Event-Keyed Summarization
William Gantt, Alexander Martin, Pavlo Kuchmiichuk, Aaron Steven White
TL;DR
This work introduces event-keyed summarization (EKS), a task that generates targeted summaries for specific events described in a document by combining event extraction with abstractive summarization. It presents MUCSUM, a dataset built on the classic MUC-4 template annotations, enabling evaluation of summaries that must fuse document context with an event ontology; ablations confirm that both the document and the event template are necessary for high-quality, contextualized summaries. The authors benchmark fine-tuned large language model baselines (BART, T5, PEGASUS) and zero-shot prompting (ChatGPT, GPT-4), using ROUGE, BERTScore, CEAF-REE, and NLI-based metrics, complemented by human judgments. They find that while fine-tuned models benefit from joint document-template input and outperform ablations, zero-shot prompts can yield reasonable, albeit less overlapping, summaries, with human evaluation affirming that references remain superior. Overall, MUCSUM provides a robust, targeted benchmark for EKS and reveals meaningful interactions between input modality, model choice, and evaluation metrics, with practical implications for producing event-centered summaries in information-seeking contexts.
Abstract
We introduce event-keyed summarization (EKS), a novel task that marries traditional summarization and document-level event extraction, with the goal of generating a contextualized summary for a specific event, given a document and an extracted event structure.
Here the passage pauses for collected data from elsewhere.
//! False-positive filtering for merchant and payroll profiles.

use crate::messages::{DetectionInput, LegitimacyOutput};
use crate::types::{LegitimacyKind, LegitimateAccount};
use async_trait::async_trait;
use forensicflow_core::config::LegitimacyConfig;
use forensicflow_core::error::{FlowError, Result};
use forensicflow_core::traits::BatchKernel;
use forensicflow_core::{domain::Domain, kernel::KernelMetadata, traits::AnalysisKernel};
use forensicflow_graph::graph::TransactionGraph;
use forensicflow_graph::types::Edge;
use std::time::Instant;
use tracing::debug;

/// Coefficient of variation (population std-dev / mean).
///
/// `None` for empty input or a non-positive mean.
pub fn coefficient_of_variation(values: impl ExactSizeIterator<Item = f64> + Clone) -> Option<f64> {
    let n = values.len();
    if n == 0 {
        return None;
    }
    let mean = values.clone().sum::<f64>() / n as f64;
    if mean <= 0.0 {
        return None;
    }
    let variance = values.map(|v| (v - mean).powi(2)).sum::<f64>() / n as f64;
    Some(variance.sqrt() / mean)
}

fn uniform_amounts(edges: &[Edge], max_cv: f64) -> bool {
    coefficient_of_variation(edges.iter().map(|e| e.amount)).is_some_and(|cv| cv < max_cv)
}

/// Legitimacy filter kernel.
///
/// Marks merchants (many uniform incoming payments) and payroll payers
/// (many uniform outgoing payments) so that their scores can be discounted.
#[derive(Debug, Clone)]
pub struct LegitimacyFilter {
    metadata: KernelMetadata,
    config: LegitimacyConfig,
}

impl Default for LegitimacyFilter {
    fn default() -> Self {
        Self::new()
    }
}

impl LegitimacyFilter {
    /// Create a new legitimacy filter with default thresholds.
    #[must_use]
    pub fn new() -> Self {
        Self::with_config(LegitimacyConfig::default())
    }

    /// Create a legitimacy filter with the given thresholds.
    #[must_use]
    pub fn with_config(config: LegitimacyConfig) -> Self {
        Self {
            metadata: KernelMetadata::batch("filter/legitimacy", Domain::FalsePositiveFiltering)
                .with_description("Merchant and payroll profile recognition")
                .with_throughput(1_000_000)
                .with_latency_us(100.0),
            config,
        }
    }

    /// Active configuration.
    pub fn config(&self) -> &LegitimacyConfig {
        &self.config
    }

    /// Accounts matching a legitimate profile, in account-list order.
    pub fn compute(graph: &TransactionGraph, config: &LegitimacyConfig) -> Vec<LegitimateAccount> {
        let mut accounts = Vec::new();
        for (idx, id, stats) in graph.iter() {
            let merchant = stats.in_degree >= config.merchant_min_in_degree
                && stats.out_degree <= config.merchant_max_out_degree
                && uniform_amounts(graph.incoming(idx), config.merchant_max_cv);
            let payroll = !merchant
                && stats.out_degree >= config.payroll_min_out_degree
                && stats.in_degree <= config.payroll_max_in_degree
                && uniform_amounts(graph.outgoing(idx), config.payroll_max_cv);

            let kind = if merchant {
                LegitimacyKind::Merchant
            } else if payroll {
                LegitimacyKind::Payroll
            } else {
                continue;
            };
            accounts.push(LegitimateAccount {
                account_id: id.to_string(),
                kind,
            });
        }
        debug!(accounts = accounts.len(), "legitimacy filter finished");
        accounts
    }
}

impl AnalysisKernel for LegitimacyFilter {
    fn metadata(&self) -> &KernelMetadata {
        &self.metadata
    }

    fn validate(&self) -> Result<()> {
        if self.config.merchant_max_cv <= 0.0 || self.config.payroll_max_cv <= 0.0 {
            return Err(FlowError::config("legitimacy CV limits must be positive"));
        }
        Ok(())
    }
}

#[async_trait]
impl BatchKernel<DetectionInput, LegitimacyOutput> for LegitimacyFilter {
    async fn execute(&self, input: DetectionInput) -> Result<LegitimacyOutput> {
        self.validate()?;
        let start = Instant::now();
        let accounts = Self::compute(&input.graph, &self.config);
        Ok(LegitimacyOutput {
            accounts,
            compute_time_us: start.elapsed().as_micros() as u64,
        })
    }
}

#[cfg(test)]
mod tests {
    use super::*;
    use forensicflow_graph::builder::GraphBuilder;
    use forensicflow_graph::types::Transaction;

    fn merchant(amounts: &[f64]) -> TransactionGraph {
        let txs: Vec<Transaction> = amounts
            .iter()
            .enumerate()
            .map(|(i, &a)| Transaction::at_epoch(format!("T{i}"), format!("C{i:02}"), "SHOP", a, i as i64 * 86_400))
            .collect();
        GraphBuilder::compute(&txs)
    }

    #[test]
    fn test_legitimacy_filter_metadata() {
        let kernel = LegitimacyFilter::new();
        assert_eq!(kernel.metadata().id, "filter/legitimacy");
        assert_eq!(kernel.metadata().domain, Domain::FalsePositiveFiltering);
    }

    #[test]
    fn test_coefficient_of_variation() {
        let values = [10.0, 10.0, 10.0];
        assert_eq!(coefficient_of_variation(values.iter().copied()), Some(0.0));
        let values = [5.0, 15.0];
        assert_eq!(coefficient_of_variation(values.iter().copied()), Some(0.5));
        let values = [0.0, 0.0];
        assert_eq!(coefficient_of_variation(values.iter().copied()), None);
        assert_eq!(coefficient_of_variation(std::iter::empty::<f64>()), None);
    }

    #[test]
    fn test_uniform_merchant() {
        let amounts: Vec<f64> = (0..25).map(|i| 40.0 + (i % 3) as f64).collect();
        let g = merchant(&amounts);
        let legit = LegitimacyFilter::compute(&g, &LegitimacyConfig::default());
        assert_eq!(
            legit,
            vec![LegitimateAccount {
                account_id: "SHOP".to_string(),
                kind: LegitimacyKind::Merchant,
            }]
        );
    }

    #[test]
    fn test_erratic_merchant_rejected() {
        let amounts: Vec<f64> = (0..25)
            .map(|i| if i % 2 == 0 { 1.0 } else { 500.0 })
            .collect();
        let g = merchant(&amounts);
        assert!(LegitimacyFilter::compute(&g, &LegitimacyConfig::default()).is_empty());
    }

    #[test]
    fn test_payroll() {
        let txs: Vec<Transaction> = (0..22)
            .map(|i| Transaction::at_epoch(format!("T{i}"), "EMPLOYER", format!("E{i:02}"), 3_000.0, 0))
            .collect();
        let g = GraphBuilder::compute(&txs);
        let legit = LegitimacyFilter::compute(&g, &LegitimacyConfig::default());
        assert_eq!(legit.len(), 1);
        assert_eq!(legit[0].kind, LegitimacyKind::Payroll);
    }

    #[tokio::test]
    async fn test_legitimacy_filter_execute() {
        let kernel = LegitimacyFilter::new();
        let g = merchant(&[10.0; 20]);
        let out = kernel.execute(DetectionInput::from(g)).await.unwrap();
        assert_eq!(out.accounts.len(), 1);
    }
}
We introduce a dataset for this task, MUCSUM, consisting of summaries of all events in the classic MUC-4 dataset, along with a set of baselines that comprises both pretrained LM standards in the summarization literature, as well as larger frontier models. We show that ablations that reduce EKS to traditional summarization or structure-to-text yield inferior summaries of target events and that MUCSUM is a robust benchmark for this task. Lastly, we conduct a human evaluation of both reference and model summaries, and provide some detailed analysis of the results.